Several of our students are faced with new, and scary instances of racism. In Jamaica we may have class prejudice, but racial prejudice is a new experience for many first-timers. One may easily understand why a student said she “just felt like returning home” after a customer told her child not to purchase a ticket from the “black ticket seller”. Another culture shock stems from the fact that the jobs our students end up doing abroad are low-end jobs that most Americans have no interest in. Often the work environment becomes stressful as suddenly Jamaican students who study things such as law and accounting find themselves reduced to only black minimum wage earners in a country where they expect to be treated equal.

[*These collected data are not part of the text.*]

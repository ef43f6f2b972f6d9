//! Incremental decoder from raw agent output to [`NormalizedEvent`]s.
//!
//! [`StreamParser`] accepts stdout bytes in arbitrarily sized chunks, frames
//! them into lines with [`LineCodec`], decodes each line with
//! [`protocol::parse_line`](super::protocol) and pushes the resulting
//! normalized events into its sink in line order.
//!
//! Content blocks are tracked per index between `content_block_start` and
//! `content_block_stop`:
//!
//! - text blocks stream a [`NormalizedEvent::Delta`] for every fragment;
//! - tool-use blocks buffer their JSON fragments and emit a single
//!   [`NormalizedEvent::ToolUseStart`] once the block closes;
//! - tool-result blocks are emitted whole as soon as they start.
//!
//! A parser holds state for exactly one process run. Build a fresh one for
//! every invocation so unclosed blocks from an aborted run cannot leak.

use std::collections::HashMap;

use bytes::BytesMut;
use serde_json::Value;
use tokio::sync::mpsc;
use tokio_util::codec::Decoder;
use tracing::{debug, warn};

use super::codec::LineCodec;
use super::protocol::{self, BlockDelta, RawProtocolEvent, ResultLine};
use crate::models::event::{flatten_tool_result, ContentBlock, NormalizedEvent};

/// Receiving end of a parser's output.
pub type EventSink = mpsc::UnboundedSender<NormalizedEvent>;

/// Per-index state held while a content block is open.
#[derive(Debug)]
enum BlockAccumulator {
    Text {
        text: String,
    },
    ToolUse {
        id: String,
        name: String,
        initial_input: Value,
        partial_json: String,
    },
}

/// Streaming protocol decoder for one agent process run.
#[derive(Debug)]
pub struct StreamParser {
    codec: LineCodec,
    buffer: BytesMut,
    blocks: HashMap<usize, BlockAccumulator>,
    sink: EventSink,
    skipped_lines: usize,
}

impl StreamParser {
    /// Create a parser that delivers events to `sink`.
    #[must_use]
    pub fn new(sink: EventSink) -> Self {
        Self {
            codec: LineCodec::new(),
            buffer: BytesMut::new(),
            blocks: HashMap::new(),
            sink,
            skipped_lines: 0,
        }
    }

    /// Append a chunk of raw output and process every line it completes.
    ///
    /// A trailing partial line stays buffered until a later chunk (or
    /// [`flush`](Self::flush)) completes it. Chunk boundaries may fall
    /// anywhere, including inside a multi-byte UTF-8 sequence.
    pub fn feed(&mut self, chunk: impl AsRef<[u8]>) {
        self.buffer.extend_from_slice(chunk.as_ref());

        loop {
            match self.codec.decode(&mut self.buffer) {
                Ok(Some(line)) => self.process_line(&line),
                Ok(None) => break,
                Err(err) => {
                    self.skipped_lines += 1;
                    warn!(error = %err, "stream parser: framing error, skipping line");
                }
            }
        }
    }

    /// Process what is left once the producing process has exited.
    ///
    /// A final line without a terminating newline is processed like any
    /// other; if it does not decode it is discarded and counted as skipped.
    /// Content blocks that never closed are dropped.
    pub fn flush(&mut self) {
        match self.codec.decode_eof(&mut self.buffer) {
            Ok(Some(line)) => self.process_line(&line),
            Ok(None) => {}
            Err(err) => {
                self.skipped_lines += 1;
                debug!(error = %err, "stream parser: discarding unterminated tail");
            }
        }
        self.buffer.clear();

        if !self.blocks.is_empty() {
            debug!(
                open_blocks = self.blocks.len(),
                "stream parser: dropping content blocks that never closed"
            );
            self.blocks.clear();
        }
    }

    /// Number of lines discarded because they could not be decoded.
    #[must_use]
    pub fn skipped_lines(&self) -> usize {
        self.skipped_lines
    }

    /// Number of content blocks currently open.
    #[must_use]
    pub fn open_blocks(&self) -> usize {
        self.blocks.len()
    }

    fn process_line(&mut self, line: &str) {
        match protocol::parse_line(line) {
            Ok(Some(event)) => self.handle(event),
            Ok(None) => {}
            Err(err) => {
                self.skipped_lines += 1;
                warn!(error = %err, raw_line = %line, "stream parser: parse error, skipping line");
            }
        }
    }

    fn handle(&mut self, event: RawProtocolEvent) {
        match event {
            RawProtocolEvent::SystemInit {
                session_id,
                model,
                tools,
                cwd,
            } => self.emit(NormalizedEvent::Init {
                session_id,
                model,
                tools,
                cwd,
            }),
            RawProtocolEvent::ContentBlockStart {
                index,
                content_block,
            } => self.start_block(index, content_block),
            RawProtocolEvent::ContentBlockDelta { index, delta } => self.apply_delta(index, delta),
            RawProtocolEvent::ContentBlockStop { index } => self.stop_block(index),
            RawProtocolEvent::AssistantMessage { content } => {
                self.emit(NormalizedEvent::AssistantComplete { content });
            }
            RawProtocolEvent::UserMessage { content } => {
                for block in content {
                    if let ContentBlock::ToolResult { .. } = block {
                        self.emit_tool_result(block);
                    }
                }
            }
            RawProtocolEvent::Result(result) => self.emit(result_event(result)),
        }
    }

    fn start_block(&mut self, index: usize, block: ContentBlock) {
        match block {
            ContentBlock::Text { text } => {
                self.blocks.insert(index, BlockAccumulator::Text { text });
            }
            ContentBlock::ToolUse { id, name, input } => {
                self.blocks.insert(
                    index,
                    BlockAccumulator::ToolUse {
                        id,
                        name,
                        initial_input: input,
                        partial_json: String::new(),
                    },
                );
            }
            block @ ContentBlock::ToolResult { .. } => self.emit_tool_result(block),
            ContentBlock::Thinking { .. } | ContentBlock::Other => {
                debug!(index, "stream parser: ignoring content block kind");
            }
        }
    }

    fn apply_delta(&mut self, index: usize, delta: BlockDelta) {
        match delta {
            BlockDelta::TextDelta { text } => {
                match self.blocks.get_mut(&index) {
                    Some(BlockAccumulator::Text { text: acc }) => acc.push_str(&text),
                    Some(BlockAccumulator::ToolUse { .. }) => {
                        warn!(index, "stream parser: text delta for a tool-use block");
                    }
                    None => debug!(index, "stream parser: text delta without open block"),
                }
                self.emit(NormalizedEvent::Delta { text });
            }
            BlockDelta::InputJsonDelta { partial_json } => match self.blocks.get_mut(&index) {
                Some(BlockAccumulator::ToolUse {
                    partial_json: acc, ..
                }) => acc.push_str(&partial_json),
                _ => debug!(index, "stream parser: json delta without open tool-use block"),
            },
            BlockDelta::Other => {}
        }
    }

    fn stop_block(&mut self, index: usize) {
        match self.blocks.remove(&index) {
            Some(BlockAccumulator::ToolUse {
                id,
                name,
                initial_input,
                partial_json,
            }) => {
                if partial_json.trim().is_empty() {
                    self.emit(NormalizedEvent::ToolUseStart {
                        id,
                        name,
                        input: normalize_input(initial_input),
                    });
                    return;
                }

                match serde_json::from_str::<Value>(&partial_json) {
                    Ok(input) => self.emit(NormalizedEvent::ToolUseStart { id, name, input }),
                    Err(err) => {
                        warn!(tool_use_id = %id, tool = %name, error = %err, "stream parser: tool input is not valid json");
                        self.emit(NormalizedEvent::error(format!(
                            "failed to parse input for tool {name} ({id}): {err}"
                        )));
                    }
                }
            }
            Some(BlockAccumulator::Text { text }) => {
                debug!(index, chars = text.len(), "stream parser: text block closed");
            }
            None => debug!(index, "stream parser: stop for unknown block"),
        }
    }

    fn emit_tool_result(&self, block: ContentBlock) {
        if let ContentBlock::ToolResult {
            tool_use_id,
            content,
            is_error,
        } = block
        {
            self.emit(NormalizedEvent::ToolResult {
                tool_use_id,
                content: flatten_tool_result(&content),
                is_error: is_error.unwrap_or(false),
            });
        }
    }

    fn emit(&self, event: NormalizedEvent) {
        if self.sink.send(event).is_err() {
            debug!("stream parser: event sink closed, dropping event");
        }
    }
}

/// Missing tool input is reported as an empty object.
fn normalize_input(input: Value) -> Value {
    if input.is_null() {
        Value::Object(serde_json::Map::new())
    } else {
        input
    }
}

fn result_event(result: ResultLine) -> NormalizedEvent {
    let success = result.is_success();
    let error = result.error_message();
    NormalizedEvent::Result {
        success,
        subtype: result.subtype,
        result: result.result,
        error,
        cost_usd: result.total_cost_usd,
        duration_ms: result.duration_ms,
        num_turns: result.num_turns,
        session_id: result.session_id,
    }
}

Some students face inequality in instances where their supervisors are not Americans. Many European supervisors in theme/water parks (the most popular employers) were once students on the cultural exchange programme who decided not to return home (mostly Bulgarians and Romanians). Often these supervisors give preferential treatment to the students from their countries by way of extra hours and favorable work positions whilst the Jamaicans suffer. Complaints to sponsors typically fall on deaf ears. Most Jamaican students report that they receive better treatment at their second jobs (usually a store or fast food restaurant) but stay with their primary job either because it is attached to their housing or because their second job is unwilling to go through the process of assisting them with documentation to return the following year.

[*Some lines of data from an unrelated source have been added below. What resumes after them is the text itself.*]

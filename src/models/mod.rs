//! Domain model module declarations.

pub mod event;
pub mod session;
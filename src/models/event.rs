//! Consumer-facing event types produced by the stream parser.
//!
//! [`NormalizedEvent`] is the only shape downstream consumers (chat
//! persistence, live broadcast) see. The agent's raw protocol lines are
//! decoded in [`crate::stream::protocol`] and never leave the parser.

use serde::{Deserialize, Serialize};
use serde_json::Value;

/// One structured unit of an assistant turn.
#[derive(Debug, Clone, Serialize, Deserialize, PartialEq)]
#[serde(tag = "type", rename_all = "snake_case")]
pub enum ContentBlock {
    /// Plain assistant text.
    Text {
        /// Complete text of the block.
        text: String,
    },
    /// A tool invocation requested by the agent.
    ToolUse {
        /// Tool-use identifier, referenced by the matching result.
        id: String,
        /// Tool name.
        name: String,
        /// Parsed tool input.
        #[serde(default)]
        input: Value,
    },
    /// Output of a previously requested tool invocation.
    ToolResult {
        /// Identifier of the tool use this result answers.
        tool_use_id: String,
        /// Raw result content: a string or an array of content parts.
        #[serde(default)]
        content: Value,
        /// Whether the tool reported failure.
        #[serde(default, skip_serializing_if = "Option::is_none")]
        is_error: Option<bool>,
    },
    /// Extended thinking text.
    Thinking {
        /// Thinking text.
        #[serde(default)]
        thinking: String,
    },
    /// Any block kind this crate does not model.
    #[serde(other)]
    Other,
}

/// Normalized event delivered to the caller of a send operation.
#[derive(Debug, Clone, Serialize, Deserialize, PartialEq)]
#[serde(tag = "type", rename_all = "snake_case")]
pub enum NormalizedEvent {
    /// The agent process finished initialising.
    Init {
        /// Session identifier reported by the agent.
        session_id: Option<String>,
        /// Model serving the session.
        model: Option<String>,
        /// Tools available to the agent.
        tools: Vec<String>,
        /// Working directory reported by the agent.
        cwd: Option<String>,
    },
    /// Incremental assistant text.
    Delta {
        /// Text fragment, exactly as streamed.
        text: String,
    },
    /// A tool invocation whose input has been fully received.
    ToolUseStart {
        /// Tool-use identifier.
        id: String,
        /// Tool name.
        name: String,
        /// Parsed tool input object.
        input: Value,
    },
    /// A tool result.
    ToolResult {
        /// Identifier of the tool use this result answers.
        tool_use_id: String,
        /// Result content flattened to text.
        content: String,
        /// Whether the tool reported failure.
        is_error: bool,
    },
    /// The canonical, fully formed assistant message for the turn.
    AssistantComplete {
        /// Complete content blocks.
        content: Vec<ContentBlock>,
    },
    /// End of turn.
    Result {
        /// Whether the turn succeeded.
        success: bool,
        /// Result subtype as reported by the agent (`success`, `error_max_turns`, ...).
        subtype: Option<String>,
        /// Final result text.
        result: Option<String>,
        /// Error description for failed turns.
        error: Option<String>,
        /// Total cost in USD.
        cost_usd: Option<f64>,
        /// Wall-clock duration in milliseconds.
        duration_ms: Option<u64>,
        /// Number of agent turns.
        num_turns: Option<u32>,
        /// Session the result belongs to.
        session_id: Option<String>,
    },
    /// Free-text diagnostic; never terminates the stream by itself.
    Error {
        /// Human-readable message.
        message: String,
    },
}

impl NormalizedEvent {
    /// Build an [`NormalizedEvent::Error`] from any displayable message.
    #[must_use]
    pub fn error(message: impl Into<String>) -> Self {
        Self::Error {
            message: message.into(),
        }
    }

    /// Whether this event closes the turn.
    #[must_use]
    pub fn is_terminal(&self) -> bool {
        matches!(self, Self::Result { .. })
    }
}

/// Flatten tool-result content to a single string.
///
/// Strings pass through, arrays of `{"type":"text","text":…}` parts (or bare
/// strings) are joined with `\n`, `null` becomes empty and anything else is
/// rendered as JSON.
#[must_use]
pub fn flatten_tool_result(content: &Value) -> String {
    match content {
        Value::Null => String::new(),
        Value::String(text) => text.clone(),
        Value::Array(parts) => parts
            .iter()
            .filter_map(|part| match part {
                Value::String(text) => Some(text.clone()),
                Value::Object(map) => map.get("text").and_then(Value::as_str).map(str::to_owned),
                _ => None,
            })
            .collect::<Vec<_>>()
            .join("\n"),
        other => other.to_string(),
    }
}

As the students are interested in earning, many work long hours that are almost unheard of in our society – standing for thirteen hours with only one-hour break is hardly a part of our culture. However, when the students are ready to collect their earnings, some of their hours are magically missing, resulting in less pay as they are paid hourly. A student of the University of the West Indies reported that after he had been on training for almost three weeks at a New Jersey restaurant, the owner claimed he “had no knowledge of him working there” and threatened to call the police when he inquired about his paycheck.
Not all the students humbly deal with these realities. Some female students eagerly seek out older Caucasian men (fewer male students seek women) to supplement their paychecks, while some males focus on other illegal ventures.
The work and travel programme provides unprecedented opportunities for learning and financing of tertiary education. However, many workers returned this summer having suffered, while some may have caused country to suffer. For all the good the programme may do, it is not the bed of roses many of us picture ‘foreign’ to be, and some Jamaican students may cause it to be even worse for future workers.